A temple, somewhere along the way, was the icing on a cake layered with concrete beliefs, one of which thought life would only get better.


On his wedding day, 1986.

Honeymooning somewhere in Kashmir, 1986.

Family photo, c.1996.

With the in-laws in a Floridian park, c.1997.

My father would wake each day in pursuit of the next agenda, hardly ever pausing to digest yesterday’s struggles. It was a testament to his grit and will to rise above the rest. “The struggle itself towards the heights,” argues Camus, “is enough to fill a man’s heart. One must imagine Sisyphus happy.” Like Sisyphus, my father continuously fought an uphill battle, although neither really understood what lay at the top. For both, struggle was an attempt to escape struggle.

His work was a quest towards finding that fabled island of hope - wealth, status, reputation, and a good story to tell. And if he couldn’t find the island? Then he’d most certainly build one!

At the site of his final project. Smiling with abandon amidst impending financial doom is a family hallmark.

Not every pursuit, however heated one’s determination, will boil into success. Not everything worked out as planned. As for my father, not everyone shared his enthusiasm, not everyone could afford his dreams. With age, success was slowly becoming a rarity. Desperation would sometimes trickle in. Mistakes were being made. Businesses failed to make a profit, partners sued, even close confidants ran off with money, never to be seen again.
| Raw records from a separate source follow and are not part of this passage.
//! Shared fixtures for the auth integration tests.

#![allow(dead_code)]

use bastion_auth::AuthConfig;
use bastion_auth::password::hash_password;
use bastion_core::RequestContext;
use bastion_core::models::tenant::{CreateTenant, Tenant, TenantStatus};
use bastion_core::models::user::{CreateUser, User, UserRole};
use bastion_core::repository::{
    PasswordHistoryRepository, Store, TenantRepository, UserRepository,
};
use bastion_db::SurrealStore;
use surrealdb::Surreal;
use surrealdb::engine::local::{Db, Mem};
use uuid::Uuid;

pub type TestStore = SurrealStore<Db>;

pub const PASSWORD: &str = "Orbital-Sunset-42";

/// Default policy with cheap Argon2 parameters.
pub fn config() -> AuthConfig {
    AuthConfig {
        jwt_secret: "integration-test-secret".into(),
        jwt_issuer: "bastion-test".into(),
        argon2_memory_kib: 8,
        argon2_iterations: 1,
        argon2_parallelism: 1,
        ..AuthConfig::default()
    }
}

pub fn ctx() -> RequestContext {
    RequestContext::new("203.0.113.7", Some("integration-test".into()))
}

pub async fn store() -> TestStore {
    let db = Surreal::new::<Mem>(()).await.unwrap();
    db.use_ns("test").use_db("test").await.unwrap();
    bastion_db::run_migrations(&db).await.unwrap();
    SurrealStore::new(db)
}

pub async fn seed_tenant(store: &TestStore, subdomain: &str, status: TenantStatus) -> Tenant {
    store
        .tenants()
        .create(CreateTenant {
            name: format!("{subdomain} Inc"),
            email: format!("ops@{subdomain}.test"),
            subdomain: subdomain.into(),
            custom_domain: Some(format!("login.{subdomain}.test")),
            status,
        })
        .await
        .unwrap()
}

/// A member of `tenant_id` whose password is `password`, with that
/// password as the only history entry.
pub async fn seed_user(
    store: &TestStore,
    tenant_id: Option<Uuid>,
    email: &str,
    password: &str,
) -> User {
    seed_user_with(store, tenant_id, email, password, &config()).await
}

/// Like [`seed_user`], hashing with the cost parameters of `config`.
pub async fn seed_user_with(
    store: &TestStore,
    tenant_id: Option<Uuid>,
    email: &str,
    password: &str,
    config: &AuthConfig,
) -> User {
    let hash = hash_password(password, config).unwrap();
    let user = store
        .users()
        .create(CreateUser {
            tenant_id,
            email: email.into(),
            name: "Riley Quinn".into(),
            password_hash: hash.clone(),
            role: if tenant_id.is_some() {
                UserRole::Member
            } else {
                UserRole::PlatformAdmin
            },
            require_password_change: false,
        })
        .await
        .unwrap();
    store.password_history().append(user.id, hash).await.unwrap();
    user
}

/// Make every audit write fail while leaving the rest of the store
/// working.
pub async fn break_audit_log(store: &TestStore) {
    exec(
        store,
        "DEFINE FIELD OVERWRITE ip_address ON TABLE audit_log TYPE string \
         ASSERT $value = 'unreachable'",
    )
    .await;
}

/// Run a raw statement against the test database, e.g. to move
/// timestamps into the past.
pub async fn exec(store: &TestStore, sql: &str) {
    store.client().query(sql).await.unwrap().check().unwrap();
}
The island that once seemed so close, was beginning to feel like an impossible dream.

In his late fifties, his health sharply worsened as crept in daunting financial stress. My father, for all his optimisism, never considered an alternative. There was either absolute success or utter failure - nothing in between meant anything at all.
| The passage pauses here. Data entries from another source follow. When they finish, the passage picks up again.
//! Tenant domain model.
//!
//! A tenant is one organization sharing the deployment. Its portal is
//! reached through a subdomain of the platform or an optional custom
//! domain, and it only serves logins while [`TenantStatus::Active`].

use chrono::{DateTime, Utc};
use serde::{Deserialize, Serialize};
use uuid::Uuid;

#[derive(Debug, Clone, Copy, Serialize, Deserialize, PartialEq, Eq, Hash)]
pub enum TenantStatus {
    /// Registered through onboarding, waiting for a platform operator.
    PendingVerification,
    Active,
    /// Rejected during onboarding or suspended afterwards.
    Suspended,
    Deactivated,
}

impl TenantStatus {
    pub fn as_str(&self) -> &'static str {
        match self {
            TenantStatus::PendingVerification => "PendingVerification",
            TenantStatus::Active => "Active",
            TenantStatus::Suspended => "Suspended",
            TenantStatus::Deactivated => "Deactivated",
        }
    }

    pub fn parse(s: &str) -> Option<Self> {
        match s {
            "PendingVerification" => Some(TenantStatus::PendingVerification),
            "Active" => Some(TenantStatus::Active),
            "Suspended" => Some(TenantStatus::Suspended),
            "Deactivated" => Some(TenantStatus::Deactivated),
            _ => None,
        }
    }
}

impl std::fmt::Display for TenantStatus {
    fn fmt(&self, f: &mut std::fmt::Formatter<'_>) -> std::fmt::Result {
        f.write_str(self.as_str())
    }
}

#[derive(Debug, Clone, Serialize, Deserialize)]
pub struct Tenant {
    pub id: Uuid,
    pub name: String,
    /// Contact address of the organization. Unique across tenants.
    pub email: String,
    /// Portal label, e.g. `acme` for `acme.<platform domain>`.
    pub subdomain: String,
    pub custom_domain: Option<String>,
    pub status: TenantStatus,
    pub created_at: DateTime<Utc>,
    pub updated_at: DateTime<Utc>,
}

impl Tenant {
    pub fn is_active(&self) -> bool {
        self.status == TenantStatus::Active
    }
}

/// Fields required to create a new tenant.
#[derive(Debug, Clone, Serialize, Deserialize)]
pub struct CreateTenant {
    pub name: String,
    pub email: String,
    pub subdomain: String,
    pub custom_domain: Option<String>,
    pub status: TenantStatus,
}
In his final project - his most ambitious of all - he went all in, even mortgaging the family house in an effort to sustain funding. It was a gamble that did not pay off. He ultimately paid for it with more than a broken heart.

So far, despite five years of putting it up for sale, the project remains a commercial pariah, as if no one but my father was meant to finish what he started.

I do wish my father's story had a happier ending, one that a man of his calibre truly deserved. His was a rare personality which inspired thousands of others, many of whom still hold him in the highest regard. It is a fact I failed to recognise until throngs of people appeared at our doorstep to offer their condolences. From farmers to politicians, they all had good things to say. Many credited him for their own success and the launch of their own respective careers.

The struggles endured by my mother and I since his passing have been the greatest source of personal growth. They’ve taught me the value of sustained, concrete effort; of an almost Sisypean will to persevere against life itself.

If there is anything to call his legacy, all his achievements could hardly compare with a life's story he left for us to tell.